Fig. 6. FMC dynamics can further be observed in chronic and acute leukemia.

a, The variance of the fCpG methylation distribution experiences a gradual increase with age in healthy individuals. The confidence band was calculated via bootstrapping and represents 95% confidence intervals. b, Left: the variance (center line, median; box limits, upper and lower quartiles; whiskers, 1.5 interquartile range) of paired blood samples taken 10 years apart (1997 and 2007) also exhibits a small but marked increase (0.37 Cohen’s d, P = 2.8 × 10⁻⁵ two-sided paired t-test). Right: a scatterplot showing the matched variance per individual sample taken 10 years apart, demonstrating that the variance typically rises with age. ***P < 0.001. c, The variance of the fCpG methylation distribution (center line, median; box limits, upper and lower quartiles; whiskers, 1.5 interquartile range) is a proxy for the rapidity of the clonal expansion within the blood.

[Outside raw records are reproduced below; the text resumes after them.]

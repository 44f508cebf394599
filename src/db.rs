//! Database module
//!
//! Database connection and schema verification utilities.
//! Migrations are raw SQL files in the migrations/ directory.

use sqlx::PgPool;

/// Simple connectivity check
pub async fn verify_connection(pool: &PgPool) -> Result<(), sqlx::Error> {
    sqlx::query("SELECT 1")
        .execute(pool)
        .await?;

    Ok(())
}

/// Check if required tables exist
pub async fn check_schema(pool: &PgPool) -> Result<bool, sqlx::Error> {
    let required_tables = vec!["wallets", "transactions"];

    for table in required_tables {
        let exists: bool = sqlx::query_scalar(
            r#"
            SELECT EXISTS (
                SELECT 1 FROM information_schema.tables
                WHERE table_schema = 'public' AND table_name = $1
            )
            "#
        )
        .bind(table)
        .fetch_one(pool)
        .await?;

        if !exists {
            tracing::error!("Required table '{}' does not exist", table);
            return Ok(false);
        }
    }

    Ok(true)
}
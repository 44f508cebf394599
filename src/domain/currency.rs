//! Currency code type
//!
//! ISO-4217-style three-letter currency codes. Validated at construction;
//! the set of supported currencies lives behind the rate source, not here.

use serde::{Deserialize, Serialize};
use std::fmt;
use std::str::FromStr;

/// A validated three-letter currency code, e.g. "USD" or "NGN".
#[derive(Debug, Clone, PartialEq, Eq, Hash, PartialOrd, Ord, Serialize, Deserialize)]
#[serde(try_from = "String", into = "String")]
pub struct CurrencyCode(String);

/// Errors that can occur when parsing a currency code
#[derive(Debug, Clone, PartialEq, Eq, thiserror::Error)]
pub enum CurrencyCodeError {
    #[error("Currency code must be exactly 3 letters (got {0:?})")]
    InvalidFormat(String),
}

impl CurrencyCode {
    /// Parse and normalize a currency code. Input is case-insensitive;
    /// the stored form is always uppercase.
    pub fn new(code: &str) -> Result<Self, CurrencyCodeError> {
        let trimmed = code.trim();
        if trimmed.len() != 3 || !trimmed.chars().all(|c| c.is_ascii_alphabetic()) {
            return Err(CurrencyCodeError::InvalidFormat(code.to_string()));
        }
        Ok(Self(trimmed.to_ascii_uppercase()))
    }

    /// The uppercase code as a string slice.
    pub fn as_str(&self) -> &str {
        &self.0
    }
}

impl fmt::Display for CurrencyCode {
    fn fmt(&self, f: &mut fmt::Formatter<'_>) -> fmt::Result {
        f.write_str(&self.0)
    }
}

impl FromStr for CurrencyCode {
    type Err = CurrencyCodeError;

    fn from_str(s: &str) -> Result<Self, Self::Err> {
        CurrencyCode::new(s)
    }
}

impl TryFrom<String> for CurrencyCode {
    type Error = CurrencyCodeError;

    fn try_from(value: String) -> Result<Self, Self::Error> {
        CurrencyCode::new(&value)
    }
}

impl From<CurrencyCode> for String {
    fn from(code: CurrencyCode) -> Self {
        code.0
    }
}

impl AsRef<str> for CurrencyCode {
    fn as_ref(&self) -> &str {
        &self.0
    }
}
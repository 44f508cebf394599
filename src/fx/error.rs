//! FX Errors
//!
//! Error types for currency conversion and the external rate source.

use crate::domain::CurrencyCode;

/// Errors that can occur while converting between currencies
#[derive(Debug, thiserror::Error)]
pub enum FxError {
    /// A required cross-rate is missing from the rate sheet
    #[error("Conversion rate for {from} or {to} not available")]
    RateUnavailable {
        from: CurrencyCode,
        to: CurrencyCode,
    },

    /// The rate source answered but reported a failure
    #[error("Rate source error: {0}")]
    Api(String),

    /// The HTTP request to the rate source failed
    #[error("Rate source request failed: {0}")]
    Request(#[from] reqwest::Error),

    /// Rate source endpoint or credentials not configured
    #[error("Rate source not configured: missing {0}")]
    MissingConfig(&'static str),
}

impl FxError {
    /// Check if this error means a rate simply doesn't exist (as opposed
    /// to the source being unreachable)
    pub fn is_rate_unavailable(&self) -> bool {
        matches!(self, FxError::RateUnavailable { .. })
    }
}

In normal samples, the large stem cell population size leads to the methylation distribution being concentrated near 50% (as one would expect for uncorrelated oscillators). However, as a clonal cancerous population expands, clonal peaks begin to separate from the 50% peak. In the case of acute lymphoblastic leukemia (ALL), the large, well-separated peaks near 0% and 100% are indicative of a single clonal population making up the majority of the remaining stem cells following rapid growth; CMML, chronic myelomonocytic leukemia; MDS, myelodysplastic syndrome; ET, essential thrombocythemia; PRV, polycythemia vera; PMF, primary myelofibrosis; CML, chronic myeloid leukemia; AML, acute myeloid leukemias. d, Simulations confirm that a simple model of hematopoiesis can recapitulate the observed methylation distribution overserved in human data. Data represent mean ± s.e.m.; CHIP, clonal hematopoiesis of indeterminate potential.